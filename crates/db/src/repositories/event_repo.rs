//! Repository for the `events` table.

use sqlx::PgPool;
use webtoapp_core::types::DbId;

use crate::models::event::Event;

const COLUMNS: &str =
    "id, event_type, source_entity_type, source_entity_id, actor_user_id, payload, created_at";

/// Provides read/write operations for persisted events.
pub struct EventRepo;

impl EventRepo {
    /// Insert a new event row, returning the generated ID.
    pub async fn insert(
        pool: &PgPool,
        event_type: &str,
        source_entity_type: Option<&str>,
        source_entity_id: Option<DbId>,
        actor_user_id: Option<DbId>,
        payload: &serde_json::Value,
    ) -> Result<DbId, sqlx::Error> {
        sqlx::query_scalar(
            "INSERT INTO events \
                (event_type, source_entity_type, source_entity_id, actor_user_id, payload) \
             VALUES ($1, $2, $3, $4, $5) \
             RETURNING id",
        )
        .bind(event_type)
        .bind(source_entity_type)
        .bind(source_entity_id)
        .bind(actor_user_id)
        .bind(payload)
        .fetch_one(pool)
        .await
    }

    /// List the events recorded for one entity, oldest first.
    pub async fn list_for_entity(
        pool: &PgPool,
        entity_type: &str,
        entity_id: DbId,
    ) -> Result<Vec<Event>, sqlx::Error> {
        let query = format!(
            "SELECT {COLUMNS} FROM events \
             WHERE source_entity_type = $1 AND source_entity_id = $2 \
             ORDER BY created_at ASC, id ASC"
        );
        sqlx::query_as::<_, Event>(&query)
            .bind(entity_type)
            .bind(entity_id)
            .fetch_all(pool)
            .await
    }
}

- _Task to carry out_: Please transcribe all of the data above exactly.

- _Solution to this problem_:
filename crates/db/src/repositories/event_repo.rs
//! Repository for the `events` table.

use sqlx::PgPool;
use webtoapp_core::types::DbId;

use crate::models::event::Event;

const COLUMNS: &str =
    "id, event_type, source_entity_type, source_entity_id, actor_user_id, payload, created_at";

/// Provides read/write operations for persisted events.
pub struct EventRepo;

impl EventRepo {
    /// Insert a new event row, returning the generated ID.
    pub async fn insert(
        pool: &PgPool,
        event_type: &str,
        source_entity_type: Option<&str>,
        source_entity_id: Option<DbId>,
        actor_user_id: Option<DbId>,
        payload: &serde_json::Value,
    ) -> Result<DbId, sqlx::Error> {
        sqlx::query_scalar(
            "INSERT INTO events \
                (event_type, source_entity_type, source_entity_id, actor_user_id, payload) \
             VALUES ($1, $2, $3, $4, $5) \
             RETURNING id",
        )
        .bind(event_type)
        .bind(source_entity_type)
        .bind(source_entity_id)
        .bind(actor_user_id)
        .bind(payload)
        .fetch_one(pool)
        .await
    }

    /// List the events recorded for one entity, oldest first.
    pub async fn list_for_entity(
        pool: &PgPool,
        entity_type: &str,
        entity_id: DbId,
    ) -> Result<Vec<Event>, sqlx::Error> {
        let query = format!(
            "SELECT {COLUMNS} FROM events \
             WHERE source_entity_type = $1 AND source_entity_id = $2 \
             ORDER BY created_at ASC, id ASC"
        );
        sqlx::query_as::<_, Event>(&query)
            .bind(entity_type)
            .bind(entity_id)
            .fetch_all(pool)
            .await
    }
}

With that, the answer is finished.